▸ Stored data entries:

-- Opening Marker --

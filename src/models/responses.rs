use serde::{Deserialize, Serialize};
use crate::models::domain::ScoredMentor;

/// Response for the predict endpoint
#[derive(Debug, Clone, Serialize, Deserialize)]
pub struct PredictResponse {
    pub mentors: Vec<ScoredMentor>,
}

/// Health check response
#[derive(Debug, Clone, Serialize, Deserialize)]
pub struct HealthResponse {
    pub status: String,
    pub version: String,
    pub timestamp: chrono::DateTime<chrono::Utc>,
    #[serde(rename = "scoringMode")]
    pub scoring_mode: String,
}

/// Error response
#[derive(Debug, Clone, Serialize, Deserialize)]
pub struct ErrorResponse {
    pub error: String,
    pub message: String,
    pub status_code: u16,
}
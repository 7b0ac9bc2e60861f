use std::sync::Arc;
use thiserror::Error;
use tokio::sync::RwLock;
use validator::{Validate, ValidationError, ValidationErrors};

use crate::models::{Feedback, FeedbackRequest};
use crate::services::events::EventCatalog;

/// Errors that can occur when submitting feedback
#[derive(Debug, Error)]
pub enum FeedbackError {
    #[error("Missing required field: {0}")]
    MissingField(&'static str),

    #[error("Validation failed: {0}")]
    Validation(#[from] validator::ValidationErrors),
}

/// Process-local feedback store
///
/// Records live only as long as the process; nothing is written to disk.
#[derive(Debug)]
pub struct FeedbackStore {
    records: RwLock<Vec<Feedback>>,
    events: Arc<EventCatalog>,
}

impl FeedbackStore {
    pub fn new(events: Arc<EventCatalog>) -> Self {
        Self {
            records: RwLock::new(Vec::new()),
            events,
        }
    }

    /// Validate a request and store it as a new feedback record
    pub async fn submit(&self, request: FeedbackRequest) -> Result<Feedback, FeedbackError> {
        if let Some(field) = request.missing_field() {
            return Err(FeedbackError::MissingField(field));
        }
        request.validate()?;

        let FeedbackRequest {
            event_id: Some(event_id),
            rating: Some(rating),
            event_experience: Some(event_experience),
            speaker_interaction: Some(speaker_interaction),
            session_relevance: Some(session_relevance),
            suggestions,
        } = request
        else {
            // missing_field() covers every required field
            return Err(FeedbackError::MissingField("eventId"));
        };

        let mut errors = ValidationErrors::new();
        let rating = whole_rating(&mut errors, "rating", rating);
        let event_experience = whole_rating(&mut errors, "event_experience", event_experience);
        let speaker_interaction = whole_rating(&mut errors, "speaker_interaction", speaker_interaction);
        let session_relevance = whole_rating(&mut errors, "session_relevance", session_relevance);
        if !errors.is_empty() {
            return Err(errors.into());
        }

        let feedback = Feedback {
            id: uuid::Uuid::new_v4().to_string(),
            event_name: self.events.name_of(&event_id).to_string(),
            event_id,
            rating,
            event_experience,
            speaker_interaction,
            session_relevance,
            suggestions: suggestions.unwrap_or_default(),
            created_at: chrono::Utc::now(),
        };

        self.records.write().await.push(feedback.clone());
        tracing::debug!("Stored feedback {} for event {}", feedback.id, feedback.event_id);

        Ok(feedback)
    }

    /// All feedback in submission order
    pub async fn list(&self) -> Vec<Feedback> {
        self.records.read().await.clone()
    }
}

/// Ratings are whole numbers; the 1-5 range is already checked by `validate`
fn whole_rating(errors: &mut ValidationErrors, field: &'static str, value: f64) -> u8 {
    if value.fract() != 0.0 {
        errors.add(field, ValidationError::new("integer"));
    }
    value as u8
}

-- Closing Marker --

▸ TO DO: Copy out only the lines of the records above from the one with "written to disk." through the one with "let speaker_interaction = whole_rating(&mut", exactly as they stand, both included.

▸ REPLY:
/// Records live only as long as the process; nothing is written to disk.
#[derive(Debug)]
pub struct FeedbackStore {
    records: RwLock<Vec<Feedback>>,
    events: Arc<EventCatalog>,
}

impl FeedbackStore {
    pub fn new(events: Arc<EventCatalog>) -> Self {
        Self {
            records: RwLock::new(Vec::new()),
            events,
        }
    }

    /// Validate a request and store it as a new feedback record
    pub async fn submit(&self, request: FeedbackRequest) -> Result<Feedback, FeedbackError> {
        if let Some(field) = request.missing_field() {
            return Err(FeedbackError::MissingField(field));
        }
        request.validate()?;

        let FeedbackRequest {
            event_id: Some(event_id),
            rating: Some(rating),
            event_experience: Some(event_experience),
            speaker_interaction: Some(speaker_interaction),
            session_relevance: Some(session_relevance),
            suggestions,
        } = request
        else {
            // missing_field() covers every required field
            return Err(FeedbackError::MissingField("eventId"));
        };

        let mut errors = ValidationErrors::new();
        let rating = whole_rating(&mut errors, "rating", rating);
        let event_experience = whole_rating(&mut errors, "event_experience", event_experience);
        let speaker_interaction = whole_rating(&mut errors, "speaker_interaction", speaker_interaction);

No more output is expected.